Dataset entries:
**********

//! Tracing, trace-context propagation and the Prometheus metrics listener.
//!
//! Initialization is guarded by `OnceLock` so tests can call it repeatedly.
//! Spans are exported over OTLP only when the exporter can be built; the fmt
//! layer is always on. `OTEL_SERVICE_NAME` and `OTEL_RESOURCE_ATTRIBUTES` are
//! honored through the SDK resource detectors.
use anyhow::Context;
use axum::http::HeaderMap;
use metrics_exporter_prometheus::{PrometheusBuilder, PrometheusHandle};
use opentelemetry::global;
use opentelemetry::trace::TracerProvider;
use opentelemetry_sdk::Resource;
use opentelemetry_sdk::propagation::TraceContextPropagator;
use opentelemetry_sdk::trace::SdkTracerProvider;
use std::collections::HashMap;
use std::sync::OnceLock;
use tokio::net::TcpListener;
use tracing_subscriber::EnvFilter;
use tracing_subscriber::layer::SubscriberExt;
use tracing_subscriber::util::SubscriberInitExt;

const TRACE_HEADERS: [&str; 2] = ["traceparent", "tracestate"];

static TRACING: OnceLock<()> = OnceLock::new();
static PROPAGATOR: OnceLock<()> = OnceLock::new();
static RECORDER: OnceLock<PrometheusHandle> = OnceLock::new();

/// Install the tracing subscriber and the metrics recorder.
///
/// Returns the handle `/metrics` renders from.
pub fn init_observability(service_name: &str) -> anyhow::Result<PrometheusHandle> {
    TRACING.get_or_init(|| {
        install_propagator();
        let filter = EnvFilter::try_from_default_env().unwrap_or_else(|_| EnvFilter::new("info"));
        let fmt = tracing_subscriber::fmt::layer();
        let otel = span_exporter(service_name).map(|provider| {
            tracing_opentelemetry::layer().with_tracer(provider.tracer(service_name.to_string()))
        });
        let _ = tracing_subscriber::registry()
            .with(filter)
            .with(fmt)
            .with(otel)
            .try_init();
    });
    metrics_recorder()
}

fn install_propagator() {
    PROPAGATOR.get_or_init(|| global::set_text_map_propagator(TraceContextPropagator::new()));
}

fn span_exporter(service_name: &str) -> Option<SdkTracerProvider> {
    let exporter = opentelemetry_otlp::SpanExporter::builder()
        .with_tonic()
        .build()
        .ok()?;
    let resource = Resource::builder()
        .with_service_name(service_name.to_string())
        .with_attribute(opentelemetry::KeyValue::new(
            "service.version",
            env!("CARGO_PKG_VERSION"),
        ))
        .build();
    Some(
        SdkTracerProvider::builder()
            .with_batch_exporter(exporter)
            .with_resource(resource)
            .build(),
    )
}

fn metrics_recorder() -> anyhow::Result<PrometheusHandle> {
    if let Some(handle) = RECORDER.get() {
        return Ok(handle.clone());
    }
    let handle = PrometheusBuilder::new()
        .install_recorder()
        .context("install prometheus recorder")?;
    Ok(RECORDER.get_or_init(|| handle).clone())
}

/// Parent context for a request span, read from its W3C trace headers.
pub fn trace_context_from_headers(headers: &HeaderMap) -> opentelemetry::Context {
    install_propagator();
    let carrier: HashMap<String, String> = TRACE_HEADERS
        .iter()
        .filter_map(|name| {
            let value = headers.get(*name)?.to_str().ok()?;
            Some((name.to_string(), value.to_string()))
        })
        .collect();
    global::get_text_map_propagator(|propagator| propagator.extract(&carrier))
}

/// Serve `GET /metrics` on `listener` until the task is dropped.
pub async fn serve_metrics(
    handle: PrometheusHandle,
    listener: TcpListener,
) -> std::io::Result<()> {
    let app = axum::Router::new().route(
        "/metrics",
        axum::routing::get(move || async move { handle.render() }),
    );
    axum::serve(listener, app.into_make_service()).await
}
//! API error types and helpers.
//!
//! # Purpose and responsibility
//! Centralizes HTTP error response construction so both catalog controllers
//! return the same shapes for the same failure categories.
//!
//! # Key invariants and assumptions
//! - 404, 409 and 400 bodies are `{"message": code}`.
//! - 500 bodies identify the module and operation only.
//!
//! # Security considerations
//! - Internal errors are logged server-side through `build_error_log`; the
//!   client never sees the underlying error text.
use crate::helpers::controller::{
    ControllerErrorResponse, ErrorDetails, build_error_log, build_error_response,
};
use crate::helpers::message::{Message, build_message};
use axum::Json;
use axum::http::StatusCode;
use axum::response::IntoResponse;
use serde::Serialize;

#[derive(Debug, Serialize, PartialEq, Eq)]
#[serde(untagged)]
pub enum ErrorBody {
    Message(Message),
    Controller(ControllerErrorResponse),
}

/// Structured API error returned by handlers.
///
/// # Invariants
/// - `status` is 5xx exactly when `body` is `ErrorBody::Controller`.
#[derive(Debug)]
pub struct ApiError {
    pub status: StatusCode,
    pub body: ErrorBody,
}

impl IntoResponse for ApiError {
    fn into_response(self) -> axum::response::Response {
        (self.status, Json(self.body)).into_response()
    }
}

pub fn api_message(status: StatusCode, code: &str) -> ApiError {
    ApiError {
        status,
        body: ErrorBody::Message(build_message(code)),
    }
}

pub fn api_not_found(code: &str) -> ApiError {
    api_message(StatusCode::NOT_FOUND, code)
}

pub fn api_conflict(code: &str) -> ApiError {
    api_message(StatusCode::CONFLICT, code)
}

/// Build a 400 for a request body that is not a valid payload.
pub fn api_validation_error(code: &str) -> ApiError {
    api_message(StatusCode::BAD_REQUEST, code)
}

/// Build a 500 Internal Server Error for `module`/`operation`.
///
/// # What it does
/// Logs the normalized error text and returns the generic controller body.
///
/// # Errors
/// - Does not fail.
pub fn api_internal<E>(module: &str, operation: &str, err: &E) -> ApiError
where
    E: ErrorDetails + ?Sized,
{
    tracing::error!(
        module,
        operation,
        error = %build_error_log(Some(err)),
        "catalog controller failure"
    );
    ApiError {
        status: StatusCode::INTERNAL_SERVER_ERROR,
        body: ErrorBody::Controller(build_error_response(module, operation)),
    }
}
//! Game-system records and request payloads.
use super::CatalogRecord;
use serde::{Deserialize, Serialize};
use utoipa::ToSchema;

#[derive(Debug, Serialize, Deserialize, ToSchema, Clone, PartialEq, Eq)]
pub struct GameSystem {
    pub id: String,
    pub name: String,
    pub description: String,
    pub image: String,
}

/// Body accepted by `POST /gamesystems` and `PUT /gamesystems/{id}`.
#[derive(Debug, Serialize, Deserialize, ToSchema, Clone, PartialEq, Eq)]
pub struct GameSystemPayload {
    pub name: String,
    pub description: String,
    pub image: String,
}

impl GameSystem {
    pub fn from_payload(id: String, payload: GameSystemPayload) -> Self {
        Self {
            id,
            name: payload.name,
            description: payload.description,
            image: payload.image,
        }
    }

    /// Overwrite the mutable fields; `id` is never touched.
    pub fn apply(&mut self, payload: GameSystemPayload) {
        self.name = payload.name;
        self.description = payload.description;
        self.image = payload.image;
    }
}

impl CatalogRecord for GameSystem {
    const KIND: &'static str = "gamesystem";

    fn id(&self) -> &str {
        &self.id
    }

    fn name(&self) -> &str {
        &self.name
    }
}
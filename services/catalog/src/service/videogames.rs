//! Video-game service.
use super::{ServiceError, ServiceResult, reject};
use crate::model::{VideoGame, VideoGamePayload};
use crate::store::{Repository, StoreError, StoreResult};
use std::sync::Arc;
use tokio::sync::Mutex;
use uuid::Uuid;

pub const CREATE_VIDEOGAME_NAME_TAKEN: &str = "CREATE_VIDEOGAME_NAME_TAKEN";
pub const UPDATE_VIDEOGAME_NOT_FOUND: &str = "UPDATE_VIDEOGAME_NOT_FOUND";
pub const UPDATE_VIDEOGAME_NAME_TAKEN: &str = "UPDATE_VIDEOGAME_NAME_TAKEN";
pub const DELETE_VIDEOGAME_NOT_FOUND: &str = "DELETE_VIDEOGAME_NOT_FOUND";

pub struct VideoGameService {
    repo: Arc<dyn Repository<VideoGame>>,
    writes: Mutex<()>,
}

impl VideoGameService {
    pub fn new(repo: Arc<dyn Repository<VideoGame>>) -> Self {
        Self {
            repo,
            writes: Mutex::new(()),
        }
    }

    pub async fn get_all(&self) -> StoreResult<Vec<VideoGame>> {
        self.repo.list().await
    }

    /// `None` when no record has `id`.
    pub async fn get_by_id(&self, id: &str) -> StoreResult<Option<VideoGame>> {
        self.repo.get(id).await
    }

    pub async fn create(&self, payload: VideoGamePayload) -> ServiceResult<VideoGame> {
        let _guard = self.writes.lock().await;
        if self.repo.find_by_name(&payload.name).await?.is_some() {
            return Err(reject(CREATE_VIDEOGAME_NAME_TAKEN));
        }
        let record = VideoGame::from_payload(Uuid::new_v4().to_string(), payload);
        match self.repo.insert(record).await {
            Ok(created) => {
                tracing::debug!(id = %created.id, name = %created.name, "video game created");
                Ok(created)
            }
            Err(StoreError::Conflict(_)) => Err(reject(CREATE_VIDEOGAME_NAME_TAKEN)),
            Err(err) => Err(ServiceError::Unexpected(err)),
        }
    }

    pub async fn update(&self, id: &str, payload: VideoGamePayload) -> ServiceResult<VideoGame> {
        let _guard = self.writes.lock().await;
        let Some(mut record) = self.repo.get(id).await? else {
            return Err(reject(UPDATE_VIDEOGAME_NOT_FOUND));
        };
        if let Some(holder) = self.repo.find_by_name(&payload.name).await? {
            if holder.id != id {
                return Err(reject(UPDATE_VIDEOGAME_NAME_TAKEN));
            }
        }
        record.apply(payload);
        match self.repo.replace(record).await {
            Ok(updated) => {
                tracing::debug!(id = %updated.id, name = %updated.name, "video game updated");
                Ok(updated)
            }
            Err(StoreError::NotFound(_)) => Err(reject(UPDATE_VIDEOGAME_NOT_FOUND)),
            Err(err) => Err(ServiceError::Unexpected(err)),
        }
    }

    pub async fn delete(&self, id: &str) -> ServiceResult<()> {
        let _guard = self.writes.lock().await;
        match self.repo.remove(id).await {
            Ok(()) => {
                tracing::debug!(%id, "video game deleted");
                Ok(())
            }
            Err(StoreError::NotFound(_)) => Err(reject(DELETE_VIDEOGAME_NOT_FOUND)),
            Err(err) => Err(ServiceError::Unexpected(err)),
        }
    }

    pub async fn health_check(&self) -> StoreResult<()> {
        self.repo.health_check().await
    }
}

#[cfg(test)]
mod tests {
    use super::*;
    use crate::store::memory::InMemoryRepository;
    use crate::store::testing::RacingRepository;

    fn service() -> VideoGameService {
        VideoGameService::new(Arc::new(InMemoryRepository::<VideoGame>::new()))
    }

    fn payload(name: &str, gamesystem: &str, year: i32) -> VideoGamePayload {
        VideoGamePayload {
            name: name.to_string(),
            developer: "Square".to_string(),
            gamesystem: gamesystem.to_string(),
            genre: "Rol".to_string(),
            year,
            image: String::new(),
        }
    }

    fn rejected_code(err: ServiceError) -> String {
        match err {
            ServiceError::Rejected(message) => message.message,
            other => panic!("expected rejection, got {other:?}"),
        }
    }

    #[tokio::test]
    async fn create_assigns_id_and_keeps_fields() {
        let svc = service();
        let created = svc
            .create(payload("Chrono Trigger", "Nintendo Super NES", 1995))
            .await
            .expect("create");
        let fetched = svc
            .get_by_id(&created.id)
            .await
            .expect("get")
            .expect("present");
        assert_eq!(fetched, created);
        assert_eq!(fetched.year, 1995);
        assert_eq!(fetched.gamesystem, "Nintendo Super NES");
    }

    #[tokio::test]
    async fn gamesystem_reference_is_free_text() {
        let svc = service();
        svc.create(payload("Homebrew Quest", "Not A Real Console", 2024))
            .await
            .expect("unknown system accepted");
    }

    #[tokio::test]
    async fn duplicate_names_conflict_on_create_and_update() {
        let svc = service();
        let ct = svc
            .create(payload("Chrono Trigger", "Nintendo Super NES", 1995))
            .await
            .expect("chrono");
        let ff = svc
            .create(payload("Final Fantasy VI", "Nintendo Super NES", 1994))
            .await
            .expect("ff");

        let err = svc
            .create(payload("Chrono Trigger", "Sony PlayStation", 1999))
            .await
            .expect_err("create duplicate");
        assert_eq!(rejected_code(err), CREATE_VIDEOGAME_NAME_TAKEN);

        let err = svc
            .update(&ff.id, payload("Chrono Trigger", "Nintendo Super NES", 1994))
            .await
            .expect_err("update duplicate");
        assert_eq!(rejected_code(err), UPDATE_VIDEOGAME_NAME_TAKEN);

        let updated = svc
            .update(&ct.id, payload("Chrono Trigger", "Sony PlayStation", 1999))
            .await
            .expect("own name");
        assert_eq!(updated.id, ct.id);
        assert_eq!(updated.year, 1999);
    }

    #[tokio::test]
    async fn missing_ids_report_not_found() {
        let svc = service();
        assert!(svc.get_by_id("AAAA1").await.expect("get").is_none());
        let err = svc
            .update("AAAA1", payload("Chrono Cross", "Sony PlayStation", 1999))
            .await
            .expect_err("update missing");
        assert_eq!(rejected_code(err), UPDATE_VIDEOGAME_NOT_FOUND);
        let err = svc.delete("AAAA1").await.expect_err("delete missing");
        assert_eq!(rejected_code(err), DELETE_VIDEOGAME_NOT_FOUND);
    }

    #[tokio::test]
    async fn delete_then_get_is_absent() {
        let svc = service();
        let created = svc
            .create(payload("Secret of Mana", "Nintendo Super NES", 1993))
            .await
            .expect("create");
        svc.delete(&created.id).await.expect("delete");
        assert!(svc.get_by_id(&created.id).await.expect("get").is_none());
    }

    #[tokio::test]
    async fn writes_that_lose_a_race_are_rejected() {
        let existing = VideoGame::from_payload(
            "AAAA1".to_string(),
            payload("Chrono Trigger", "Nintendo Super NES", 1995),
        );
        let svc = VideoGameService::new(Arc::new(RacingRepository {
            records: InMemoryRepository::with_records(vec![existing.clone()]),
        }));

        let err = svc
            .create(payload("Panzer Dragoon", "Sega Saturn", 1995))
            .await
            .expect_err("insert conflict");
        assert_eq!(rejected_code(err), CREATE_VIDEOGAME_NAME_TAKEN);

        let err = svc
            .update(&existing.id, payload("Chrono Trigger DS", "Nintendo DS", 2008))
            .await
            .expect_err("replaced concurrently");
        assert_eq!(rejected_code(err), UPDATE_VIDEOGAME_NOT_FOUND);

        let err = svc
            .delete(&existing.id)
            .await
            .expect_err("removed concurrently");
        assert_eq!(rejected_code(err), DELETE_VIDEOGAME_NOT_FOUND);
    }
}
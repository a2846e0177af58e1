//! HTTP API types that are not catalog records.
use serde::{Deserialize, Serialize};
use utoipa::ToSchema;

#[derive(Debug, Serialize, Deserialize, ToSchema, Clone)]
pub struct HealthStatus {
    pub status: String,
}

**********

* _PROBLEM TO SOLVE_: Pick out every line above that contains the word "OnceLock" and copy it.

* _COMPLETED EXERCISE_:
//! Initialization is guarded by `OnceLock` so tests can call it repeatedly.
use std::sync::OnceLock;
static TRACING: OnceLock<()> = OnceLock::new();
static PROPAGATOR: OnceLock<()> = OnceLock::new();
static RECORDER: OnceLock<PrometheusHandle> = OnceLock::new();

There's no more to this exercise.